この年,コナミの「グラディウスII」やカプコンの「ロストワールド」などがゲームセンターに登場している。今になって振り返れば,シューティングゲームが最後の盛り上がりを見せた年と言っていい。以降,シューティングゲームはベルトスクロール型アクションゲームや対戦格闘ゲームに押されていく。
ゲイングランドは主に「エアロテーブル」と呼ばれる筐体で出回ったが,これはそれ以前のものより画面サイズがひと回り大きかった。また,その後は「エアロシティ」をはじめとする,画面が斜めになった汎用筐体がテーブル筐体に代わって主流になっていく。さまざまな面において,ゲームセンターの変革期だったと言えるだろう。
独創的なゲームはいかにして生まれたか
筆者がゲイングランドを初めて見たとき,「ずいぶん変わっているな」と思ったものだ。まず,固定画面という点が珍しい。1980年代前半には「パックマン」のような固定画面のゲームが多く存在したが,1980年代後半にはスクロール型のゲームが主流となり,ほとんど見られなくなっていた。
ゲイングランドは当時流行していたシューティングゲームでもなく,「魔界村」のような横スクロール型アクションゲームでもなく,ベルトスクロールアクションでもなかった。少し似ているのは,アタリの「ガントレット」(1986年)くらいか。
今も昔も,ヒット作品が生まれると類似した作品が次々と出てくる。その中で,ゲイングランドは独自路線を突き進んだ独創的なゲームと言える。
なぜ,このような作品が生まれたのか。当時,筆者はアーケードゲーム専門誌・ゲーメストの編集部に所属しており,開発者にインタビューを実施した。ゲイングランドでは一人ひとりに名前が付いた,総勢20人のキャラクターがプレイアブルになる。
しかし,その仕様上,キャラクターの表示サイズはかなり小さい。この「キャラクターが小さい」という点がポイントである。
ゲームセンターに登場したゲイングランドは,「SYSTEM24(システム24)」と呼ばれるシステム基板によって作られていた。これは当時のほかの基板と比べて,解像度が高いという特徴がある。つまり,細かい表現も見分けられるようになっており,その特徴を活かすために,小さいキャラクターが登場するゲームが考えられたとのことだった。
反射神経に自信がなくても楽しめる
ゲイングランドでは仲間のキャラクターを使い分けることが大事だ。出口に急ぐのであれば,足の速いキャラクターが適している。敵を倒すのであれば,マシンガンを持ったキャラクターが強い。しかし,高所の敵に対しては,弓矢やロケットランチャーを持ったキャラクターが活躍する。このように,仲間の起用に戦略性が求められるゲームなのだ。

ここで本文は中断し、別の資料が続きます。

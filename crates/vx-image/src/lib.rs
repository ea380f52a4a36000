//! # vx-image
//!
//! Streaming voxelwise one-sample fitting over image volumes.
//!
//! ```text
//! ImageOneSample ─ for each Position p of the Grid:
//!     WeightResolver::resolve(p)   → Weights + Priors
//!     ImageSequence::read(p)       → value vector
//!     OneSample::fit               → OneSampleResults
//!     OutputChannel::next(p, &r)   → one scalar per output volume
//! ```
//!
//! The position is passed explicitly to every stream and channel, so each
//! output sees exactly the traversal of the input grid.

#![warn(missing_docs)]
#![warn(clippy::all)]

/// Orchestrator: options, inputs and the fit loop.
pub mod onesample;
/// Output channels and the statistics they extract.
pub mod output;
/// Raw little-endian volume files with a JSON header sidecar.
pub mod raw;
/// Positional value streams over several images.
pub mod stream;
/// In-memory volume.
pub mod volume;
/// Per-position weight and prior resolution.
pub mod weights;

pub use onesample::{FitSummary, ImageOneSample, OneSampleInput, OneSampleOptions};
pub use output::{OutputChannel, Statistic};
pub use raw::{DataType, RawVolumeReader, RawVolumeWriter, VolumeHeader};
pub use stream::ImageSequence;
pub use volume::Volume;
pub use weights::WeightResolver;
//! Submits one contact-form inquiry to a running inquiry service.
//!
//! Usage:
//!     submit_inquiry --endpoint http://127.0.0.1:8080/ --name "Jane Doe" \
//!         --email jane@example.com --phone 9876543210 \
//!         --message "I would like a kitchen renovation quote."

use std::process::ExitCode;
use std::time::Duration;

use anyhow::{Context, Result};
use clap::Parser;
use interiors_vision::client::{ContactForm, InquiryClient};
use interiors_vision::schema::InquiryInput;
use tracing_subscriber::{layer::SubscriberExt, util::SubscriberInitExt};

const DEFAULT_ENDPOINT: &str = "http://127.0.0.1:8080/";

#[derive(Parser, Debug)]
#[command(name = "submit_inquiry", about = "Send a contact-form inquiry")]
struct Args {
    /// Base URL of the inquiry service; matches the service's default bind port
    #[arg(long, default_value = DEFAULT_ENDPOINT)]
    endpoint: String,

    #[arg(long, default_value = "")]
    name: String,

    #[arg(long, default_value = "")]
    email: String,

    #[arg(long, default_value = "")]
    phone: String,

    #[arg(long, default_value = "")]
    message: String,

    /// Request timeout in seconds
    #[arg(long, default_value_t = 30)]
    timeout_secs: u64,
}

#[tokio::main]
async fn main() -> Result<ExitCode> {
    tracing_subscriber::registry()
        .with(
            tracing_subscriber::EnvFilter::try_from_default_env()
                .unwrap_or_else(|_| "interiors_vision=warn".into()),
        )
        .with(tracing_subscriber::fmt::layer().with_writer(std::io::stderr))
        .init();

    let args = Args::parse();

    let client =
        InquiryClient::with_timeout(&args.endpoint, Duration::from_secs(args.timeout_secs))
            .context("building inquiry client")?;

    let mut form = ContactForm::with_values(InquiryInput::new(
        args.name,
        args.email,
        args.phone,
        args.message,
    ));

    match form.submit(&client).await {
        Ok(inquiry) => {
            println!(
                "{}",
                serde_json::to_string_pretty(&inquiry).context("rendering inquiry")?
            );
            Ok(ExitCode::SUCCESS)
        }
        Err(_) => {
            for (field, message) in form.field_errors().iter() {
                eprintln!("{}: {}", field, message);
            }
            if let Some(message) = form.general_error() {
                eprintln!("{}", message);
            }
            Ok(ExitCode::FAILURE)
        }
    }
}
//! Migration to create the inquiries table.
//!
//! `created_at` has no column default; rows are stamped at insert time.

use sea_orm_migration::prelude::*;

#[derive(DeriveMigrationName)]
pub struct Migration;

#[async_trait::async_trait]
impl MigrationTrait for Migration {
    async fn up(&self, manager: &SchemaManager) -> Result<(), DbErr> {
        manager
            .create_table(
                Table::create()
                    .table(Inquiries::Table)
                    .if_not_exists()
                    .col(
                        ColumnDef::new(Inquiries::Id)
                            .integer()
                            .not_null()
                            .auto_increment()
                            .primary_key(),
                    )
                    .col(ColumnDef::new(Inquiries::Name).text().not_null())
                    .col(ColumnDef::new(Inquiries::Email).text().not_null())
                    .col(ColumnDef::new(Inquiries::Phone).text().not_null())
                    .col(ColumnDef::new(Inquiries::Message).text().not_null())
                    .col(ColumnDef::new(Inquiries::CreatedAt).text().not_null())
                    .to_owned(),
            )
            .await
    }

    async fn down(&self, manager: &SchemaManager) -> Result<(), DbErr> {
        manager
            .drop_table(Table::drop().table(Inquiries::Table).to_owned())
            .await
    }
}

#[derive(DeriveIden)]
enum Inquiries {
    Table,
    Id,
    Name,
    Email,
    Phone,
    Message,
    CreatedAt,
}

「戦略性」と聞くと,難しいゲームをイメージするかもしれない。しかし,逆に言えば,それは戦略さえ立てて挑めば,攻略できるということである。少しずつ対策を積み上げることで,誰でもゲイングランドがうまくなれる。
当時のゲームセンターには,スピード感があり,鋭い反射神経を求められるシューティングゲームが多かった。こうしたタイプのゲームは,頭では分かっていても操作がうまくできなければやられてしまう。
その点,ゲイングランドは反射神経が優れていなくても,対策を練っていれば先に進める。全国各地のゲームセンターで多くのファンを生んだ理由は,こうしたところにあったと思う。
4-8に存在したバグを覚えているか
それでは,ゲームの流れを紹介していこう。本作には4つのラウンドが存在し,それぞれが10のステージで構成されている。
最初のラウンド1は古代がテーマになっており,足の速い敵は槍やマシンガンで,高所の敵は弓で倒すというキャラクターの使い分けを自然に学んでいく。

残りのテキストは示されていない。